Collected data:
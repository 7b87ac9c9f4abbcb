//! # Transport Trait
//!
//! The boundary between the RPC protocol and the message broker. A transport
//! is one open channel: it declares queues, consumes with explicit
//! acknowledgement, and publishes payloads with correlation properties.

use std::pin::Pin;

use async_trait::async_trait;
use futures::Stream;

use super::types::{Delivery, PublishProperties, QueueOptions};
use crate::error::Result;

/// Stream of deliveries from one consumer; ends when the consumer is cancelled
pub type DeliveryStream = Pin<Box<dyn Stream<Item = Delivery> + Send>>;

/// Broker channel operations required by the dispatcher and the call tracker
///
/// Implementations must make every delivery end in exactly one of `ack` or
/// `reject`; a second disposition for the same receipt is an error.
#[async_trait]
pub trait Transport: Send + Sync + 'static {
    /// Declare a queue and return its name
    ///
    /// An empty `name` asks the broker to generate one, which is how private
    /// reply queues are created.
    async fn declare_queue(&self, name: &str, options: QueueOptions) -> Result<String>;

    /// Limit unacknowledged deliveries per consumer started after this call
    async fn set_prefetch(&self, count: u16) -> Result<()>;

    /// Start consuming a queue with manual acknowledgement
    async fn consume(&self, queue_name: &str) -> Result<DeliveryStream>;

    /// Remove a delivered message permanently as processed
    async fn ack(&self, delivery: &Delivery) -> Result<()>;

    /// Remove (or with `requeue`, return) a delivered message as failed
    async fn reject(&self, delivery: &Delivery, requeue: bool) -> Result<()>;

    /// Publish a payload to a queue through the default exchange
    async fn publish(
        &self,
        queue_name: &str,
        payload: &[u8],
        properties: PublishProperties,
    ) -> Result<()>;

    /// Close the underlying channel; the default does nothing
    async fn close(&self) -> Result<()> {
        Ok(())
    }

    /// Provider name for logging
    fn provider_name(&self) -> &'static str;
}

(EXERCISE DETAILS)
Lines that contain "PublishProperties" are the result; find them in the entries above and copy each one.

(EXPECTED ANSWER)
use super::types::{Delivery, PublishProperties, QueueOptions};
        properties: PublishProperties,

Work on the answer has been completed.